RLVB : Nous avons constaté un déplacement des infractions. Les délits classiques, type cambriolage, ont diminué. Inversement, sont apparues de nouvelles familles d’infraction, notamment celle liées aux violations de confinement. Elles n’ont été traitées que lorsqu’elles étaient graves et réitérées. Aujourd’hui, nous nous rapprochons d’un rythme plus classique avec cinq audiences collégiales par jour ; les assises ont repris aussi.

Actu-Juridique : Qu’en est-il du stock de dossiers ?

RLVB : Pour le pénal, de nombreuses affaires ont été renvoyées donc notre stock a beaucoup augmenté, de l’ordre de 20 à 30%. Il y a eu un emboîtement de trois crises : d’abord la grève des transports pendant laquelle il manquait une centaine de personnes au sein du greffe tous les jours, ensuite la grève des avocats avec un renvoi systématique des audiences puis la Covid19. C’est d’autant plus regrettable que nous nous inscrivions dans une dynamique de réelle amélioration : les effectifs tant de greffes que de magistrats s’étaient renforcés. C’est un combat que nous menons depuis cinq ans avec toute la juridiction. A titre d’exemple de ce redressement spectaculaire,  le délai moyen d’audiencement des affaires familiales était d’un an il y a cinq ans, il était  au-dessous de quatre mois juste avant la crise. Mais la situation s’est dégradée de nouveau depuis, sans atteindre néanmoins le niveau antérieur.

Actu-Juridique : Quelles mesures mettez-vous en place pour faire face à cet afflux de dossiers ?

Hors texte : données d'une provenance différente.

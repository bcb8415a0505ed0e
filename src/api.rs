use std::time::Duration;

use anyhow::{Context, Result, anyhow};
use reqwest::Url;
use reqwest::blocking::{Client, RequestBuilder};
use reqwest::header::{ACCEPT, USER_AGENT};
use serde_json::Value;
use tracing::warn;

use crate::http_client::http_client;
use crate::predictions::{PredictionListing, non_empty_str, parse_predictions_json};
use crate::state::{MatchDetails, MatchRecord, Outcome, PredictionRequest, PredictionResult, Probabilities};

/// Remote services the client depends on.
pub trait PredictorApi: Send + Sync {
    fn teams(&self) -> Result<Vec<String>>;
    /// `Ok(None)` when the service knows no logo for the team.
    fn team_logo(&self, team: &str) -> Result<Option<String>>;
    fn predict(&self, request: &PredictionRequest) -> Result<PredictionResult>;
    fn match_details(&self, request: &PredictionRequest) -> Result<MatchDetails>;
    fn predictions(&self) -> Result<Vec<PredictionListing>>;
}

pub struct HttpApi {
    client: &'static Client,
    base: Url,
}

impl HttpApi {
    pub fn new(base: &str, timeout: Duration) -> Result<Self> {
        let client = http_client(timeout)?;
        let base = Url::parse(base.trim_end_matches('/'))
            .with_context(|| format!("invalid api base url: {base}"))?;
        if base.cannot_be_a_base() {
            return Err(anyhow!("api base url cannot carry paths: {base}"));
        }
        Ok(Self { client, base })
    }

    fn endpoint(&self, segments: &[&str]) -> Url {
        let mut url = self.base.clone();
        if let Ok(mut path) = url.path_segments_mut() {
            path.pop_if_empty().extend(segments);
        }
        url
    }

    fn fetch(&self, req: RequestBuilder) -> Result<String> {
        let resp = req
            .header(USER_AGENT, "fc_predictor")
            .header(ACCEPT, "application/json")
            .send()
            .context("request failed")?;
        let status = resp.status();
        let body = resp.text().context("failed reading body")?;
        if !status.is_success() {
            return Err(anyhow!("http {}: {}", status, body));
        }
        Ok(body)
    }
}

impl PredictorApi for HttpApi {
    fn teams(&self) -> Result<Vec<String>> {
        let body = self.fetch(self.client.get(self.endpoint(&["teams"])))?;
        parse_teams_json(&body)
    }

    fn team_logo(&self, team: &str) -> Result<Option<String>> {
        let body = self.fetch(self.client.get(self.endpoint(&["team-logo", team])))?;
        parse_team_logo_json(&body)
    }

    fn predict(&self, request: &PredictionRequest) -> Result<PredictionResult> {
        let body = self.fetch(self.client.post(self.endpoint(&["predict"])).json(request))?;
        parse_prediction_json(&body)
    }

    fn match_details(&self, request: &PredictionRequest) -> Result<MatchDetails> {
        let body = self.fetch(self.client.post(self.endpoint(&["match-details"])).json(request))?;
        parse_match_details_json(&body)
    }

    fn predictions(&self) -> Result<Vec<PredictionListing>> {
        let body = self.fetch(self.client.get(self.endpoint(&["predictions"])))?;
        parse_predictions_json(&body)
    }
}

pub fn parse_teams_json(raw: &str) -> Result<Vec<String>> {
    let root: Value = serde_json::from_str(raw.trim()).context("invalid teams json")?;
    let teams = root
        .get("teams")
        .and_then(|v| v.as_array())
        .ok_or_else(|| anyhow!("teams list missing"))?;
    Ok(teams
        .iter()
        .filter_map(|t| t.as_str())
        .map(str::to_string)
        .collect())
}

pub fn parse_team_logo_json(raw: &str) -> Result<Option<String>> {
    let trimmed = raw.trim();
    if trimmed.is_empty() || trimmed == "null" {
        return Ok(None);
    }
    let root: Value = serde_json::from_str(trimmed).context("invalid team logo json")?;
    Ok(non_empty_str(root.get("logoUrl")))
}

pub fn parse_prediction_json(raw: &str) -> Result<PredictionResult> {
    let root: Value = serde_json::from_str(raw.trim()).context("invalid prediction json")?;
    let label = root
        .get("prediction")
        .and_then(|v| v.as_str())
        .ok_or_else(|| anyhow!("prediction label missing"))?;
    let probabilities = root
        .get("probabilities")
        .filter(|v| !v.is_null())
        .and_then(|v| match serde_json::from_value::<Probabilities>(v.clone()) {
            Ok(p) => Some(p),
            Err(err) => {
                warn!(error = %err, "ignoring malformed probabilities");
                None
            }
        });
    Ok(PredictionResult {
        outcome: Outcome::from_label(label),
        score: non_empty_str(root.get("score")),
        probabilities,
    })
}

pub fn parse_match_details_json(raw: &str) -> Result<MatchDetails> {
    let trimmed = raw.trim();
    if trimmed.is_empty() || trimmed == "null" {
        return Ok(MatchDetails::default());
    }
    let root: Value = serde_json::from_str(trimmed).context("invalid match details json")?;
    Ok(MatchDetails {
        head_to_head: parse_records(root.get("head_to_head")),
        home_form: parse_records(root.get("home_team_form")),
        away_form: parse_records(root.get("away_team_form")),
    })
}

fn parse_records(value: Option<&Value>) -> Vec<MatchRecord> {
    let Some(items) = value.and_then(|v| v.as_array()) else {
        return Vec::new();
    };
    items.iter().filter_map(parse_record).collect()
}

fn parse_record(item: &Value) -> Option<MatchRecord> {
    Some(MatchRecord {
        date: item.get("date").and_then(|v| v.as_str()).unwrap_or_default().to_string(),
        home_team: item.get("home_team")?.as_str()?.to_string(),
        away_team: item.get("away_team")?.as_str()?.to_string(),
        home_goals: goals(item.get("home_goals"))?,
        away_goals: goals(item.get("away_goals"))?,
    })
}

/// Goal counts sometimes come through as floats (`2.0`).
fn goals(value: Option<&Value>) -> Option<u16> {
    let value = value?;
    if let Some(n) = value.as_u64() {
        return u16::try_from(n).ok();
    }
    let f = value.as_f64()?;
    if f.is_finite() && f >= 0.0 && f.fract() == 0.0 && f <= f64::from(u16::MAX) {
        Some(f as u16)
    } else {
        None
    }
}

#[cfg(test)]
mod tests {
    use super::*;

    #[test]
    fn endpoint_encodes_team_names() {
        let api = HttpApi::new("http://localhost:8000/api/", Duration::from_secs(5))
            .expect("client builds");
        let url = api.endpoint(&["team-logo", "Paris SG/B"]);
        assert_eq!(url.as_str(), "http://localhost:8000/api/team-logo/Paris%20SG%2FB");
        assert_eq!(api.endpoint(&["teams"]).as_str(), "http://localhost:8000/api/teams");
    }

    #[test]
    fn float_goals_are_accepted() {
        let rec = parse_record(&serde_json::json!({
            "date": "2023-01-01",
            "home_team": "A",
            "away_team": "B",
            "home_goals": 2.0,
            "away_goals": 1
        }))
        .expect("record parses");
        assert_eq!((rec.home_goals, rec.away_goals), (2, 1));
        assert!(goals(Some(&serde_json::json!(1.5))).is_none());
    }
}
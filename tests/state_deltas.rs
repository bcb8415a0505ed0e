use fc_predictor::state::{
    AppState, Delta, MatchDetails, Outcome, PredictError, PredictionRequest, PredictionResult,
    Probabilities, StateEvent, TeamSlot, WorkflowPhase, apply_delta,
};

fn request() -> PredictionRequest {
    PredictionRequest::validated("Arsenal", "Chelsea").expect("valid request")
}

fn result() -> PredictionResult {
    PredictionResult {
        outcome: Outcome::HomeWin,
        score: None,
        probabilities: None,
    }
}

#[test]
fn details_before_prediction_are_ignored() {
    let mut state = AppState::new();
    let generation = state.begin_prediction(request());

    let event = apply_delta(
        &mut state,
        Delta::DetailsSettled {
            generation,
            result: Ok(MatchDetails::default()),
        },
    );

    assert!(event.is_none());
    assert_eq!(state.phase, WorkflowPhase::AwaitingPrediction);
    assert!(state.details.is_none());
}

#[test]
fn prediction_for_old_generation_is_ignored() {
    let mut state = AppState::new();
    let old = state.begin_prediction(request());
    let current = state.begin_prediction(request());
    assert_eq!(current, old + 1);

    let event = apply_delta(
        &mut state,
        Delta::PredictionSettled {
            generation: old,
            result: Ok(result()),
        },
    );
    assert!(event.is_none());
    assert!(state.prediction.is_none());
    assert_eq!(state.phase, WorkflowPhase::AwaitingPrediction);
}

#[test]
fn settled_prediction_moves_straight_to_awaiting_details() {
    let mut state = AppState::new();
    let generation = state.begin_prediction(request());

    let event = apply_delta(
        &mut state,
        Delta::PredictionSettled {
            generation,
            result: Ok(result()),
        },
    );

    assert_eq!(
        event,
        Some(StateEvent::Phase {
            from: WorkflowPhase::AwaitingPrediction,
            to: WorkflowPhase::AwaitingDetails,
        })
    );
    assert!(state.details_loading());
    assert!(!state.is_predicting());
    assert!(state.prediction.is_some());
}

#[test]
fn skewed_probabilities_are_logged_but_kept() {
    let mut state = AppState::new();
    let generation = state.begin_prediction(request());
    let mut skewed = result();
    skewed.probabilities = Some(Probabilities {
        home_win: 0.9,
        draw: 0.5,
        away_win: 0.1,
    });

    apply_delta(
        &mut state,
        Delta::PredictionSettled {
            generation,
            result: Ok(skewed),
        },
    );

    assert!(state.prediction.as_ref().is_some_and(|p| p.probabilities.is_some()));
    assert!(state.logs.iter().any(|l| l.contains("do not sum to 1")));
}

#[test]
fn team_list_arrival_clears_team_list_error() {
    let mut state = AppState::new();
    apply_delta(&mut state, Delta::TeamsFailed("refused".to_string()));
    assert_eq!(state.error, Some(PredictError::TeamsUnavailable));

    let event = apply_delta(&mut state, Delta::SetTeams(vec!["Arsenal".to_string()]));
    assert_eq!(event, Some(StateEvent::TeamsLoaded(1)));
    assert!(state.error.is_none());
    assert!(state.teams_loaded);
}

#[test]
fn logo_for_unknown_generation_is_ignored() {
    let mut state = AppState::new();
    let event = apply_delta(
        &mut state,
        Delta::LogoSettled {
            slot: TeamSlot::Home,
            generation: 5,
            logo_url: Some("x.png".to_string()),
        },
    );
    assert!(event.is_none());
    assert_eq!(state.logos.logo(TeamSlot::Home), "");
}

#[test]
fn listing_failure_is_kept_apart_from_prediction_errors() {
    let mut state = AppState::new();
    state.listing_loading = true;
    apply_delta(&mut state, Delta::PredictionListFailed("http 502".to_string()));
    assert!(!state.listing_loading);
    assert_eq!(state.listing_error.as_deref(), Some("http 502"));
    assert!(state.error.is_none());
}
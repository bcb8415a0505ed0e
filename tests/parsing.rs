use std::fs;
use std::path::PathBuf;

use fc_predictor::api::{
    parse_match_details_json, parse_prediction_json, parse_team_logo_json, parse_teams_json,
};
use fc_predictor::predictions::parse_predictions_json;
use fc_predictor::state::Outcome;

fn read_fixture(name: &str) -> String {
    let mut path = PathBuf::from(env!("CARGO_MANIFEST_DIR"));
    path.push("tests");
    path.push("fixtures");
    path.push(name);
    fs::read_to_string(path).expect("fixture file should be readable")
}

#[test]
fn parses_teams_fixture_skipping_non_strings() {
    let teams = parse_teams_json(&read_fixture("teams.json")).expect("fixture should parse");
    assert_eq!(teams, vec!["Arsenal", "Chelsea", "Arsenal B", "Werder Bremen"]);
}

#[test]
fn teams_without_list_is_an_error() {
    assert!(parse_teams_json(r#"{"error": "down"}"#).is_err());
    assert!(parse_teams_json("<html>").is_err());
}

#[test]
fn parses_prediction_fixture() {
    let result = parse_prediction_json(&read_fixture("predict.json")).expect("fixture should parse");
    assert_eq!(result.outcome, Outcome::HomeWin);
    assert_eq!(result.score.as_deref(), Some("2-1"));
    let probs = result.probabilities.expect("probabilities present");
    assert_eq!(probs.percent_labels(), ["55%", "25%", "20%"]);
}

#[test]
fn prediction_optional_fields_may_be_absent() {
    let result = parse_prediction_json(r#"{"prediction": "Match nul", "score": "", "probabilities": null}"#)
        .expect("minimal body should parse");
    assert_eq!(result.outcome, Outcome::Draw);
    assert!(result.score.is_none());
    assert!(result.probabilities.is_none());
    assert!(parse_prediction_json(r#"{"score": "1-0"}"#).is_err());
}

#[test]
fn incomplete_probabilities_are_dropped_not_fatal() {
    let raw = r#"{"prediction": "Victoire à domicile", "score": "1-0", "probabilities": {"home_win": 0.6, "draw": null}}"#;
    let result = parse_prediction_json(raw).expect("prediction still parses");
    assert_eq!(result.outcome, Outcome::HomeWin);
    assert_eq!(result.score.as_deref(), Some("1-0"));
    assert!(result.probabilities.is_none());
}

#[test]
fn parses_match_details_fixture() {
    let details =
        parse_match_details_json(&read_fixture("match_details.json")).expect("fixture should parse");
    assert_eq!(details.head_to_head.len(), 2);
    assert_eq!(details.head_to_head[1].home_goals, 1);
    assert_eq!(details.head_to_head[1].away_goals, 3);
    // The third form entry has no away team and is dropped.
    assert_eq!(details.home_form.len(), 2);
    assert_eq!(details.home_form[0].away_team, "Fulham");
    assert!(details.away_form.is_empty());
}

#[test]
fn match_details_null_is_empty() {
    let details = parse_match_details_json("null").expect("null should parse");
    assert!(details.head_to_head.is_empty());
    assert!(details.home_form.is_empty());
}

#[test]
fn logo_absent_or_blank_means_none() {
    assert_eq!(
        parse_team_logo_json(r#"{"logoUrl": "https://cdn/ars.png"}"#).expect("parses"),
        Some("https://cdn/ars.png".to_string())
    );
    assert_eq!(parse_team_logo_json(r#"{"logoUrl": ""}"#).expect("parses"), None);
    assert_eq!(parse_team_logo_json("{}").expect("parses"), None);
}

#[test]
fn parses_predictions_listing_fixture() {
    let rows = parse_predictions_json(&read_fixture("predictions.json")).expect("fixture should parse");
    assert_eq!(rows.len(), 2);
    assert_eq!(rows[0].id, Some(401638));
    assert_eq!(rows[0].teams(), Some(("Werder Bremen", "Borussia Dortmund")));
    assert_eq!(rows[0].outcome, Outcome::AwayWin);
    assert_eq!(rows[0].competition.as_deref(), Some("German Bundesliga"));
    assert_eq!(rows[1].id, Some(401639));
    assert_eq!(rows[1].score.as_deref(), Some("1-1"));
    assert!(rows[1].competition.is_none());
}

#[test]
fn predictions_error_body_is_a_failure() {
    assert!(parse_predictions_json(r#"{"error": "Modèle ou cache non chargé."}"#).is_err());
    assert!(parse_predictions_json("{}").expect("empty object").is_empty());
}
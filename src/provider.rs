use std::sync::Arc;
use std::sync::mpsc::{Receiver, Sender};
use std::thread;

use tracing::debug;

use crate::api::PredictorApi;
use crate::logo::resolve_logo_job;
use crate::state::{Delta, PredictionRequest, ProviderCommand};

/// Runs every command as its own job on a small pool. Jobs from separate
/// commands may overlap; the generation carried in each report lets the
/// state drop results from superseded commands.
pub fn spawn_provider(
    api: Arc<dyn PredictorApi>,
    tx: Sender<Delta>,
    cmd_rx: Receiver<ProviderCommand>,
    workers: usize,
) {
    thread::spawn(move || {
        let pool = build_fetch_pool(workers);
        while let Ok(cmd) = cmd_rx.recv() {
            let api = Arc::clone(&api);
            let tx = tx.clone();
            let job = move || run_command(api.as_ref(), cmd, &tx);
            if let Some(pool) = pool.as_ref() {
                pool.spawn(job);
            } else {
                thread::spawn(job);
            }
        }
        debug!("command channel closed, provider exiting");
    });
}

pub fn run_command(api: &dyn PredictorApi, cmd: ProviderCommand, tx: &Sender<Delta>) {
    match cmd {
        ProviderCommand::FetchTeams => match api.teams() {
            Ok(teams) => {
                let _ = tx.send(Delta::SetTeams(teams));
            }
            Err(err) => {
                let _ = tx.send(Delta::TeamsFailed(format!("{err:#}")));
            }
        },
        ProviderCommand::Predict {
            generation,
            request,
        } => run_prediction_job(api, generation, &request, tx),
        ProviderCommand::ResolveLogo {
            slot,
            generation,
            team,
        } => resolve_logo_job(api, slot, generation, &team, tx),
        ProviderCommand::FetchPredictionList => match api.predictions() {
            Ok(listing) => {
                let _ = tx.send(Delta::SetPredictionList(listing));
            }
            Err(err) => {
                let _ = tx.send(Delta::PredictionListFailed(format!("{err:#}")));
            }
        },
    }
}

/// Prediction then details, strictly in that order. Details are only asked
/// for once the prediction has come back successfully.
pub fn run_prediction_job(
    api: &dyn PredictorApi,
    generation: u64,
    request: &PredictionRequest,
    tx: &Sender<Delta>,
) {
    let prediction = api.predict(request);
    let succeeded = prediction.is_ok();
    let _ = tx.send(Delta::PredictionSettled {
        generation,
        result: prediction.map_err(|err| format!("{err:#}")),
    });
    if !succeeded {
        return;
    }

    let details = api.match_details(request);
    let _ = tx.send(Delta::DetailsSettled {
        generation,
        result: details.map_err(|err| format!("{err:#}")),
    });
}

fn build_fetch_pool(workers: usize) -> Option<rayon::ThreadPool> {
    rayon::ThreadPoolBuilder::new()
        .num_threads(workers.clamp(1, 16))
        .thread_name(|i| format!("fc-fetch-{i}"))
        .build()
        .ok()
}
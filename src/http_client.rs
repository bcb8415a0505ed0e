use std::time::Duration;

use anyhow::{Context, Result};
use once_cell::sync::OnceCell;
use reqwest::blocking::Client;

static CLIENT: OnceCell<Client> = OnceCell::new();

/// Process-wide client; the timeout of the first caller wins.
pub fn http_client(timeout: Duration) -> Result<&'static Client> {
    CLIENT.get_or_try_init(|| {
        Client::builder()
            .timeout(timeout)
            .build()
            .context("failed to build http client")
    })
}
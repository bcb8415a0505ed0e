use std::collections::{BTreeMap, HashMap};
use std::fs;
use std::path::{Path, PathBuf};

use anyhow::{Context, Result};
use serde::{Deserialize, Serialize};
use serde_json::Value;
use tracing::warn;

pub const VOTES_KEY: &str = "football_votes";

#[derive(Debug, Clone, Copy, PartialEq, Eq, Serialize, Deserialize)]
pub enum Vote {
    #[serde(rename = "H")]
    Home,
    #[serde(rename = "A")]
    Away,
}

impl Vote {
    pub fn code(self) -> &'static str {
        match self {
            Vote::Home => "H",
            Vote::Away => "A",
        }
    }

    pub fn from_code(code: &str) -> Option<Self> {
        match code {
            "H" => Some(Vote::Home),
            "A" => Some(Vote::Away),
            _ => None,
        }
    }
}

/// Durable key/value backend for small string records.
pub trait VoteStorage: Send {
    fn read(&self, key: &str) -> Result<Option<String>>;
    fn write(&mut self, key: &str, value: &str) -> Result<()>;
}

/// One `<key>.json` file per record under `dir`.
#[derive(Debug, Clone)]
pub struct FileVoteStorage {
    dir: PathBuf,
}

impl FileVoteStorage {
    pub fn new(dir: impl Into<PathBuf>) -> Self {
        Self { dir: dir.into() }
    }

    pub fn path_for(&self, key: &str) -> PathBuf {
        self.dir.join(format!("{key}.json"))
    }
}

impl VoteStorage for FileVoteStorage {
    fn read(&self, key: &str) -> Result<Option<String>> {
        let path = self.path_for(key);
        if !path.exists() {
            return Ok(None);
        }
        let raw = fs::read_to_string(&path)
            .with_context(|| format!("read {}", path.display()))?;
        Ok(Some(raw))
    }

    fn write(&mut self, key: &str, value: &str) -> Result<()> {
        fs::create_dir_all(&self.dir)
            .with_context(|| format!("create {}", self.dir.display()))?;
        let path = self.path_for(key);
        write_atomic(&path, value)
    }
}

fn write_atomic(path: &Path, value: &str) -> Result<()> {
    let tmp = path.with_extension("json.tmp");
    fs::write(&tmp, value).context("write vote record")?;
    fs::rename(&tmp, path).context("swap vote record")?;
    Ok(())
}

/// Session-only storage.
#[derive(Debug, Clone, Default)]
pub struct MemoryVoteStorage {
    entries: HashMap<String, String>,
}

impl MemoryVoteStorage {
    pub fn with_record(key: &str, value: &str) -> Self {
        let mut entries = HashMap::new();
        entries.insert(key.to_string(), value.to_string());
        Self { entries }
    }
}

impl VoteStorage for MemoryVoteStorage {
    fn read(&self, key: &str) -> Result<Option<String>> {
        Ok(self.entries.get(key).cloned())
    }

    fn write(&mut self, key: &str, value: &str) -> Result<()> {
        self.entries.insert(key.to_string(), value.to_string());
        Ok(())
    }
}

/// Votes per match id. The in-memory map is authoritative; storage is a
/// write-through mirror of the whole map.
pub struct VoteStore {
    votes: BTreeMap<u64, Vote>,
    storage: Box<dyn VoteStorage>,
    // Set while the last write-through failed; the next vote retries it.
    dirty: bool,
}

impl VoteStore {
    /// Never fails: unreadable or malformed records start an empty map.
    pub fn load(storage: Box<dyn VoteStorage>) -> Self {
        let votes = match storage.read(VOTES_KEY) {
            Ok(Some(raw)) => parse_votes(&raw).unwrap_or_else(|| {
                warn!("vote record is malformed, starting empty");
                BTreeMap::new()
            }),
            Ok(None) => BTreeMap::new(),
            Err(err) => {
                warn!(error = %format!("{err:#}"), "vote record unreadable, starting empty");
                BTreeMap::new()
            }
        };
        Self {
            votes,
            storage,
            dirty: false,
        }
    }

    /// Returns true when the map changed. Write failures are logged only;
    /// a repeated vote after a failed write retries the mirror.
    pub fn record_vote(&mut self, match_id: u64, vote: Vote) -> bool {
        let changed = self.votes.insert(match_id, vote) != Some(vote);
        if !changed && !self.dirty {
            return false;
        }
        match self.persist() {
            Ok(()) => self.dirty = false,
            Err(err) => {
                self.dirty = true;
                warn!(match_id, error = %format!("{err:#}"), "vote not persisted");
            }
        }
        changed
    }

    pub fn get_vote(&self, match_id: u64) -> Option<Vote> {
        self.votes.get(&match_id).copied()
    }

    pub fn len(&self) -> usize {
        self.votes.len()
    }

    pub fn is_empty(&self) -> bool {
        self.votes.is_empty()
    }

    fn persist(&mut self) -> Result<()> {
        let json = serde_json::to_string(&self.votes).context("serialize votes")?;
        self.storage.write(VOTES_KEY, &json)
    }
}

/// Parses `{"<id>": "H"|"A", ...}`. Entries with a non-numeric id or an
/// unknown code are skipped; anything that is not a JSON object is `None`.
pub fn parse_votes(raw: &str) -> Option<BTreeMap<u64, Vote>> {
    let root: Value = serde_json::from_str(raw.trim()).ok()?;
    let map = root.as_object()?;
    let votes = map
        .iter()
        .filter_map(|(id, code)| {
            let id = id.trim().parse::<u64>().ok()?;
            let vote = Vote::from_code(code.as_str()?)?;
            Some((id, vote))
        })
        .collect();
    Some(votes)
}

#[cfg(test)]
mod tests {
    use super::*;

    #[test]
    fn parse_skips_bad_entries() {
        let votes = parse_votes(r#"{"12":"H","x":"A","13":"D","14":"A"}"#).expect("object");
        assert_eq!(votes.len(), 2);
        assert_eq!(votes.get(&12), Some(&Vote::Home));
        assert_eq!(votes.get(&14), Some(&Vote::Away));
    }

    #[test]
    fn parse_rejects_non_objects() {
        assert!(parse_votes("{not json").is_none());
        assert!(parse_votes("[1,2]").is_none());
        assert!(parse_votes("null").is_none());
    }

    #[test]
    fn vote_codes_serialize_as_letters() {
        assert_eq!(serde_json::to_string(&Vote::Home).expect("json"), "\"H\"");
        assert_eq!(Vote::from_code("A"), Some(Vote::Away));
    }
}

RLVB : Nous avons différents leviers de rattrapage. Parfois, il faut trouver d’autres réponses que les audiences. Par exemple l’ordonnance pénale : le parquet prend des réquisitions, le juge prononce une sanction, le prévenu peut l’accepter ou faire opposition. Dans ce dernier cas, l’affaire sera jugée comme elle aurait dû l’être, en audience. Cela ne concerne bien entendu que les infractions les moins graves ou sans problématique d’indemnisation des parties civiles. On peut en faire de façon massive. Pour l’activité civile, je suis moins inquiet. Les magistrats ont rédigé leurs jugements pendant le confinement et se sont mis à jour. Les audiences ont repris à partir du 19 mai. On a mis en place les procédures sans audience, uniquement pour les procédures écrites, ce qui a très bien fonctionné. Ces amortisseurs devraient permettre d’atténuer le choc et en fin d’année, les statistiques de l’activité civiles devraient être beaucoup moins impactées que nous pouvions le craindre. En tout état de cause, la volonté de tous les membres du tribunal, au prix de solutions inventives et peut être de nature à ouvrir des pistes nouvelles faisant école,  est de rétablir un fonctionnement juridictionnel normal et  fournir le meilleur service aux justiciables. Cette capacité d’adaptation est un marqueur du tribunal de Bobigny. Nous n’y arriverons que si nous sommes capables de mettre en œuvre de telles solutions avec les avocats. L’heure est par exemple au lancement de la procédure participative. Avec le Barreau, nous y avons beaucoup réfléchi, avons créé une bibliothèque d’actes et un vade-mecum. Nous sommes prêts  à entrer véritablement dans le XXIème siècle de la procédure civile.